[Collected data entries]
+ + + +
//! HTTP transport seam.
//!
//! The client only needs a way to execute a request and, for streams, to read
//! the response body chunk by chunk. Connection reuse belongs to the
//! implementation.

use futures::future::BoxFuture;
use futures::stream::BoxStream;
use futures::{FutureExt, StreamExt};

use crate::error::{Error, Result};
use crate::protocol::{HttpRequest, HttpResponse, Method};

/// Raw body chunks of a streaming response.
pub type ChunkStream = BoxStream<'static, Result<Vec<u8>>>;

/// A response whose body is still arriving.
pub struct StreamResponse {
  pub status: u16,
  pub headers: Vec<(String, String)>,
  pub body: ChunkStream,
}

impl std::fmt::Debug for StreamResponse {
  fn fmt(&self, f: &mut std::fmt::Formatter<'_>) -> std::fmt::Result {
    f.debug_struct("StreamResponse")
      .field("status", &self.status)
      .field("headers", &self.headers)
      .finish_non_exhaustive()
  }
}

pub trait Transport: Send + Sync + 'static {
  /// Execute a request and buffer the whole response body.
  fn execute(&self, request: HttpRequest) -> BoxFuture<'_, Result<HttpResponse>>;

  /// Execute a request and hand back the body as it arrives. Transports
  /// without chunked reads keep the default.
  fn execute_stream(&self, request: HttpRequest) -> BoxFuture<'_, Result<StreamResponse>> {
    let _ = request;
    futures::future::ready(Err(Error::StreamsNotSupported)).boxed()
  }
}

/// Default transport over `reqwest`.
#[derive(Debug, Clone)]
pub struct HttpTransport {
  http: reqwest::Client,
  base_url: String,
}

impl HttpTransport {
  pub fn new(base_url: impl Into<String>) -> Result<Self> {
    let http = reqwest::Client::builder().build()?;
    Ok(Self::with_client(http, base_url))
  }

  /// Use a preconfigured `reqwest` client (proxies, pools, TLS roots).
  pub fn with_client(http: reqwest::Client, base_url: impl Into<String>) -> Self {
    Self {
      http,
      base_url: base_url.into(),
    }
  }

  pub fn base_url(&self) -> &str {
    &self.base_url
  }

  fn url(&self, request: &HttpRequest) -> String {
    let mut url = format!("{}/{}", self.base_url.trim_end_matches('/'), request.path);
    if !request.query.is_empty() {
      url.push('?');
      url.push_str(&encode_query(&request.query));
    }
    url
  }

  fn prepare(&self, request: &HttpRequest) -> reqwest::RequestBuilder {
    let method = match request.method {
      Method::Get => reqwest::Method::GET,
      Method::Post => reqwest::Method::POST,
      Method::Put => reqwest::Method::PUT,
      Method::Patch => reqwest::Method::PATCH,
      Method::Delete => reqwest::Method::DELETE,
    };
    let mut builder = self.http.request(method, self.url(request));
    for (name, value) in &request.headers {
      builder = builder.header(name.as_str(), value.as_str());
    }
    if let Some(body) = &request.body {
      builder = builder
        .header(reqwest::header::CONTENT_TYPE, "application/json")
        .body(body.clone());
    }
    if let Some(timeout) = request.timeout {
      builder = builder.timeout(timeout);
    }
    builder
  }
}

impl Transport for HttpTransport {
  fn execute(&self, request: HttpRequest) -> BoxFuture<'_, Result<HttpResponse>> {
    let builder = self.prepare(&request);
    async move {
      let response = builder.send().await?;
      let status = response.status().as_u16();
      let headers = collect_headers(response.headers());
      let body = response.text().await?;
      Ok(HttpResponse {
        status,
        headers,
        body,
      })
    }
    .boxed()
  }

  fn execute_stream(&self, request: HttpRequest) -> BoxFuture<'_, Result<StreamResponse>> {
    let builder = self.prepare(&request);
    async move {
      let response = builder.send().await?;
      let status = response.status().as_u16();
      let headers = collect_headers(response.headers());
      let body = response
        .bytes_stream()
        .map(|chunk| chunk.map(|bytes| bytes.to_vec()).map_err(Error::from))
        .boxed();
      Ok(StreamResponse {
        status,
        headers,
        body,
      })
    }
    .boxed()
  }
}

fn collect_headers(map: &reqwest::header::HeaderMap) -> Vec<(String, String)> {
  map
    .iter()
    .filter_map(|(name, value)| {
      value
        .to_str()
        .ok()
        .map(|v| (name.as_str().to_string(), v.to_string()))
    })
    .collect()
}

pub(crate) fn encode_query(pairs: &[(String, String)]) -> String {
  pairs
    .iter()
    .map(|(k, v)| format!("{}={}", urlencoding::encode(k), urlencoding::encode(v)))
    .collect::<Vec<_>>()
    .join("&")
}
+ + + +
*TASK BRIEF*: Starting at the first line of the data above, please restate word for word every line up to and including the one that holds "fn fmt(&self, f: &mut", and add nothing else.

*WRITTEN SOLUTION*:
//! HTTP transport seam.
//!
//! The client only needs a way to execute a request and, for streams, to read
//! the response body chunk by chunk. Connection reuse belongs to the
//! implementation.

use futures::future::BoxFuture;
use futures::stream::BoxStream;
use futures::{FutureExt, StreamExt};

use crate::error::{Error, Result};
use crate::protocol::{HttpRequest, HttpResponse, Method};

/// Raw body chunks of a streaming response.
pub type ChunkStream = BoxStream<'static, Result<Vec<u8>>>;

/// A response whose body is still arriving.
pub struct StreamResponse {
  pub status: u16,
  pub headers: Vec<(String, String)>,
  pub body: ChunkStream,
}

impl std::fmt::Debug for StreamResponse {
  fn fmt(&self, f: &mut std::fmt::Formatter<'_>) -> std::fmt::Result {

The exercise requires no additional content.